US cocks ear to Central American peace plan from Costa Rica. Welcomed as an alternative to Contadora plan US calls flawed
Washington
United States officials are said to be cautiously interested in a plan being sponsored by Costa Rica to end the six-year Nicaraguan conflict and increase regional stability in Central America. The plan reportedly includes mobilizing European and Latin American nations to put pressure on Nicaragua to sit down at the bargaining table.
On Wednesday, a contingent of State Department officials led by Elliott Abrams, the assistant secretary of state for inter-American affairs, traveled to Miami to hear details of the peace initiative from Costa Rica's foreign minister, Rodrigo Madrigal Nieto.
US special envoy Philip C. Habib will travel to Central America next week to sound out leaders there on the Costa Rican proposal.
Some administration officials view the Costa Rican plan as a means of heading off proposals of the Contadora group, made up of Colombia, Mexico, Panama, and Venezuela, about which the US has serious reservations.
Reagan officials are also said to believe that rejection by Nicaragua of any peace plan would strengthen the administration's case when it goes back to Congress for more military aid for the contras next spring.
But analysts say it is not clear that the Costa Rican plan, details of which have not been disclosed, will carry the peace process substantially beyond proposals sponsored by the the Contadora group.

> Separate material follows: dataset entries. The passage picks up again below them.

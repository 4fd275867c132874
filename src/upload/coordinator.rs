use std::future::Future;
use std::io::ErrorKind;
use std::path::{Path, PathBuf};
use std::sync::Arc;
use std::time::Duration;

use tokio::fs;

use super::assembler::{write_atomic, Assembler};
use super::gc::GarbageCollector;
use super::namer::{Placeholder, UniqueNamer};
use super::policy::{is_accessible, sanitize_filename, validate_upload_id, ValidationPolicy};
use super::types::{CombineRequest, UploadRequest};
use super::UploadError;
use crate::chunk_store::{ChunkStore, LocalChunkStore};
use crate::config::Config;

/// What a successful request produced.
#[derive(Debug, Clone, PartialEq)]
pub struct UploadReceipt {
    pub uuid: String,
    /// Name of the stored artifact. `None` for a saved fragment.
    pub upload_name: Option<String>,
}

/// Entry point for upload requests: validation, fragment storage, whole-file
/// writes, assembly and deletion.
pub struct UploadCoordinator {
    upload_dir: PathBuf,
    chunks_dir: PathBuf,
    policy: ValidationPolicy,
    store: Arc<dyn ChunkStore>,
    assembler: Assembler,
    gc: Arc<GarbageCollector>,
    namer: UniqueNamer,
    rename_on_conflict: bool,
    io_timeout: Duration,
}

impl UploadCoordinator {
    /// Build a coordinator over the local filesystem, creating both directories.
    pub fn new(config: &Config) -> Result<Self, std::io::Error> {
        std::fs::create_dir_all(&config.upload.upload_dir)?;
        let store = LocalChunkStore::new(&config.chunks.chunks_dir)?;
        Ok(Self::with_store(config, Arc::new(store)))
    }

    pub fn with_store(config: &Config, store: Arc<dyn ChunkStore>) -> Self {
        let chunks_dir = PathBuf::from(&config.chunks.chunks_dir);
        Self {
            upload_dir: PathBuf::from(&config.upload.upload_dir),
            gc: Arc::new(GarbageCollector::new(
                chunks_dir.clone(),
                config.chunks.cleanup_probability,
                config.chunks.expire_in,
            )),
            chunks_dir,
            policy: ValidationPolicy::from_config(config),
            assembler: Assembler::new(Arc::clone(&store)),
            store,
            namer: UniqueNamer::default(),
            rename_on_conflict: config.upload.rename_on_conflict,
            io_timeout: config.upload.io_timeout,
        }
    }

    pub fn upload_dir(&self) -> &Path {
        &self.upload_dir
    }

    pub fn policy(&self) -> &ValidationPolicy {
        &self.policy
    }

    pub fn garbage_collector(&self) -> Arc<GarbageCollector> {
        Arc::clone(&self.gc)
    }

    pub fn assembler(&self) -> &Assembler {
        &self.assembler
    }

    /// Handle one multipart request: a whole file or a single fragment.
    pub async fn handle_upload(
        &self,
        content_type: Option<&str>,
        request: UploadRequest,
    ) -> Result<UploadReceipt, UploadError> {
        // Maintenance only; its outcome never affects this request.
        self.gc.maybe_run().await;

        self.policy.check_server()?;
        self.policy.check_directory(&self.upload_dir)?;
        self.policy.check_encoding(content_type)?;

        let name = request.name();
        let mime_type = request.mime_type();
        let file = request.file.ok_or(UploadError::NoFileProvided)?;
        let uuid = validate_upload_id(&request.uuid)?.to_string();

        if request.total_parts > 1 {
            let declared = request
                .total_file_size
                .unwrap_or(file.data.len() as u64);
            self.policy
                .check_file(name.as_deref(), declared, mime_type.as_deref())?;

            if request.part_index >= request.total_parts {
                return Err(UploadError::InvalidPartIndex {
                    index: request.part_index,
                    total: request.total_parts,
                });
            }
            if !is_accessible(&self.chunks_dir) || !is_accessible(&self.upload_dir) {
                return Err(UploadError::ChunksDirNotWritable);
            }

            let byte_size = file.data.len();
            self.bounded(
                self.store
                    .save_fragment(&uuid, request.part_index, file.data),
                UploadError::Fragment,
            )
            .await?
            .map_err(|e| UploadError::Fragment(e.to_string()))?;

            tracing::debug!(
                uuid = %uuid,
                part_index = request.part_index,
                total_parts = request.total_parts,
                byte_size,
                "Saved fragment"
            );
            return Ok(UploadReceipt {
                uuid,
                upload_name: None,
            });
        }

        // Whole-file upload: the body is the complete file. A declared size
        // takes part in the rules, but the body itself must fit too.
        let body_len = file.data.len() as u64;
        let declared = request.total_file_size.unwrap_or(body_len);
        self.policy
            .check_file(name.as_deref(), declared, mime_type.as_deref())?;
        if body_len == 0 {
            return Err(UploadError::EmptyFile);
        }
        self.policy.check_size(body_len)?;
        let name = name.ok_or(UploadError::EmptyName)?;

        let target_dir = self.upload_dir.join(&uuid);
        let placeholder = if self.rename_on_conflict {
            fs::create_dir_all(&target_dir)
                .await
                .map_err(|e| UploadError::Allocation(e.to_string()))?;
            Some(Placeholder::new(
                self.namer.allocate(&target_dir, &name).await?,
            ))
        } else {
            None
        };
        let target = match &placeholder {
            Some(placeholder) => placeholder.path().to_path_buf(),
            None => target_dir.join(&name),
        };

        self.bounded(write_atomic(&target, &file.data), UploadError::Fragment)
            .await?
            .map_err(|e| UploadError::Fragment(e.to_string()))?;
        if let Some(placeholder) = placeholder {
            placeholder.keep();
        }

        let upload_name = file_name_of(&target, &name);
        tracing::debug!(uuid = %uuid, path = %target.display(), byte_size = file.data.len(), "Stored upload");

        Ok(UploadReceipt {
            uuid,
            upload_name: Some(upload_name),
        })
    }

    /// Finalize a chunked upload by assembling its fragments.
    pub async fn combine(&self, request: CombineRequest) -> Result<UploadReceipt, UploadError> {
        let uuid = validate_upload_id(&request.uuid)?.to_string();
        self.policy.check_directory(&self.upload_dir)?;

        let name = request
            .filename
            .as_deref()
            .and_then(sanitize_filename)
            .ok_or(UploadError::EmptyName)?;
        // The finalize call may name the file differently from its fragments.
        self.policy.check_extension(&name)?;

        if let Some(declared) = request.total_file_size {
            if let Err(e) = self.policy.check_size(declared) {
                let _guard = self.assembler.lock(&uuid).await;
                self.discard_fragments(&uuid).await;
                return Err(e);
            }
        }

        let outcome = self
            .bounded(
                self.assembler.combine(
                    &uuid,
                    &self.upload_dir,
                    &name,
                    request.total_parts,
                    self.policy.size_limit(),
                    self.rename_on_conflict,
                ),
                UploadError::Assemble,
            )
            .await??;

        Ok(UploadReceipt {
            uuid,
            upload_name: Some(outcome.upload_name),
        })
    }

    /// Remove an upload's artifact directory and any fragments. Idempotent.
    pub async fn delete(&self, uuid: &str) -> Result<(), UploadError> {
        let uuid = validate_upload_id(uuid)?;
        let _guard = self.assembler.lock(uuid).await;

        match fs::remove_dir_all(self.upload_dir.join(uuid)).await {
            Ok(()) => {}
            Err(e) if e.kind() == ErrorKind::NotFound => {}
            Err(e) => return Err(UploadError::Delete(e.to_string())),
        }
        self.store
            .discard(uuid)
            .await
            .map_err(|e| UploadError::Delete(e.to_string()))?;

        tracing::debug!(uuid = %uuid, "Deleted upload");
        Ok(())
    }

    async fn discard_fragments(&self, uuid: &str) {
        if let Err(e) = self.store.discard(uuid).await {
            tracing::warn!(uuid = %uuid, error = %e, "Failed to discard fragments");
        }
    }

    /// Run `op` under the configured I/O timeout. Expiry is reported through `wrap`.
    async fn bounded<F: Future>(
        &self,
        op: F,
        wrap: fn(String) -> UploadError,
    ) -> Result<F::Output, UploadError> {
        tokio::time::timeout(self.io_timeout, op)
            .await
            .map_err(|_| wrap(format!("timed out after {:?}", self.io_timeout)))
    }
}

fn file_name_of(path: &Path, fallback: &str) -> String {
    path.file_name()
        .map(|n| n.to_string_lossy().into_owned())
        .unwrap_or_else(|| fallback.to_string())
}

#[cfg(test)]
mod tests {
    use bytes::Bytes;

    use super::*;
    use crate::testutil::{test_config, test_state, test_state_with};
    use crate::upload::FilePart;

    const MULTIPART: Option<&str> = Some("multipart/form-data; boundary=x");

    fn fragment(uuid: &str, index: u32, total: u32, data: &'static str) -> UploadRequest {
        UploadRequest {
            filename: Some("notes.txt".to_string()),
            uuid: uuid.to_string(),
            total_parts: total,
            part_index: index,
            total_file_size: None,
            file: Some(FilePart {
                file_name: Some("blob".to_string()),
                content_type: Some("application/octet-stream".to_string()),
                data: Bytes::from_static(data.as_bytes()),
            }),
        }
    }

    #[tokio::test]
    async fn test_fragment_out_of_range_is_rejected() {
        let dir = tempfile::tempdir().unwrap();
        let state = test_state(&dir);

        let err = state
            .uploads
            .handle_upload(MULTIPART, fragment("u-range", 3, 3, "abc"))
            .await
            .unwrap_err();
        assert!(matches!(
            err,
            UploadError::InvalidPartIndex { index: 3, total: 3 }
        ));
    }

    #[tokio::test]
    async fn test_missing_chunks_dir_is_reported() {
        let dir = tempfile::tempdir().unwrap();
        let state = test_state(&dir);
        std::fs::remove_dir_all(&state.config.chunks.chunks_dir).unwrap();

        let err = state
            .uploads
            .handle_upload(MULTIPART, fragment("u-nochunks", 0, 2, "abc"))
            .await
            .unwrap_err();
        assert!(matches!(err, UploadError::ChunksDirNotWritable));
    }

    #[tokio::test]
    async fn test_combine_rejects_declared_oversize_and_discards_fragments() {
        let dir = tempfile::tempdir().unwrap();
        let mut config = test_config(&dir);
        config.upload.size_limit = Some(4);
        let state = test_state_with(config);

        let mut part = fragment("u-declared", 0, 2, "abc");
        part.total_file_size = Some(4);
        state.uploads.handle_upload(MULTIPART, part).await.unwrap();

        let err = state
            .uploads
            .combine(CombineRequest {
                uuid: "u-declared".to_string(),
                filename: Some("notes.txt".to_string()),
                total_parts: 2,
                total_file_size: Some(400),
            })
            .await
            .unwrap_err();

        assert!(err.prevent_retry());
        assert!(!Path::new(&state.config.chunks.chunks_dir)
            .join("u-declared")
            .exists());
    }

    #[tokio::test]
    async fn test_combine_checks_extension_of_final_name() {
        let dir = tempfile::tempdir().unwrap();
        let mut config = test_config(&dir);
        config.upload.allowed_extensions = vec!["txt".to_string()];
        let state = test_state_with(config);

        let err = state
            .uploads
            .combine(CombineRequest {
                uuid: "u-ext".to_string(),
                filename: Some("payload.exe".to_string()),
                total_parts: 2,
                total_file_size: None,
            })
            .await
            .unwrap_err();
        assert!(matches!(err, UploadError::InvalidExtension { .. }));
    }

    #[tokio::test]
    async fn test_delete_is_idempotent() {
        let dir = tempfile::tempdir().unwrap();
        let state = test_state(&dir);

        state
            .uploads
            .handle_upload(MULTIPART, fragment("u-del", 0, 1, "whole"))
            .await
            .unwrap();
        let artifact_dir = state.uploads.upload_dir().join("u-del");
        assert!(artifact_dir.join("notes.txt").exists());

        state.uploads.delete("u-del").await.unwrap();
        assert!(!artifact_dir.exists());
        state.uploads.delete("u-del").await.unwrap();
        assert!(state.uploads.assembler().locks().is_empty());
    }
}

``If we're not talking about opening the system to allow more opportunities for the opposition, then what's changed?'' asks Susan Kaufman Purcell, director of the Latin America program at the Council on Foreign Relations in New York.
A more basic problem is that with the future of US aid to the contras now in doubt because of the Iran-contra affair, Nicaragua may have little incentive to come to the bargaining table.
The meeting came as optimistic contra leaders, in a Miami press conference Wednesday, predicted military advances as a result of $100 million in new US aid.
A State Department spokesman insists that the US will support any peace initiative leading to a ``genuine democratic outcome'' in Nicaragua.
But experts say major obstacles lie in the path of a diplomatic solution to Nicaraguan conflict.
For one thing, State Department officials say a diplomatic solution can come about only through direct talks between Nicaragua and the contras. So far Nicaragua has refused to negotiate with the rebels.
``The conflict is not between Nicaragua and the contras but between Nicaragua and the US,'' says a Nicaraguan diplomat in Washington. ``The contra war is financed and directed by the US. To resolve the outstanding problems, we have to talk with the US and not the contras.''
But Mr. Abrams told foreign journalists yesterday in a television interview sponsored by the US Information Agency: ``The day [the Sandinistas] sit down with the resistance forces, we sit down with the Sandinistas.''
Moreover, US officials say, despite moves for negotiations in Central America, it is unlikely the Sandinista government will go along while their forces hold the military advantage and while the outlook for new contra aid remains clouded.
``If I were the Sandinistas, I think I would wait right now'' to see whether Congress approves more aid, Abrams said in a recent interview in his office. He says the Sandinistas will be interested in negotiations only when ``they begin to feel the pain'' of contra military successes.
In his televised interview yesterday, Abrams added that the only negotiations can succeed is ``through the military pressures the contras can put on the Sandinista regime. That's the next step.''
Prospects for a negotiated end to the Nicaraguan war could also be retarded by the problems associated with verifying compliance with any plan involving the cessation of fighting and the suspension of outside aid.
Nicaragua, which relies heavily on Cuban and Soviet supplies and advisers, has consistently rejected measures calling for international verification and enforcement.
Representatives of nations supporting the Contadora peace process, together with top United Nations and Organization of American States (OAS) officials, will travel to Nicaragua later this month to pursue their own peace initiative.
Reagan officials have criticized the Contadora plan because of loose verification arrangements and because it does not require sweeping democratic reforms in Nicaragua.
The US has called for a special meeting of the OAS Permanent Council to determine why the organization has thrown its support behind the Contadora initiative.
``What concerns us always is the pressure to reach an agreement, as if it didn't matter what the agreement said,'' Abrams said yesterday, commenting on the Contadora plan.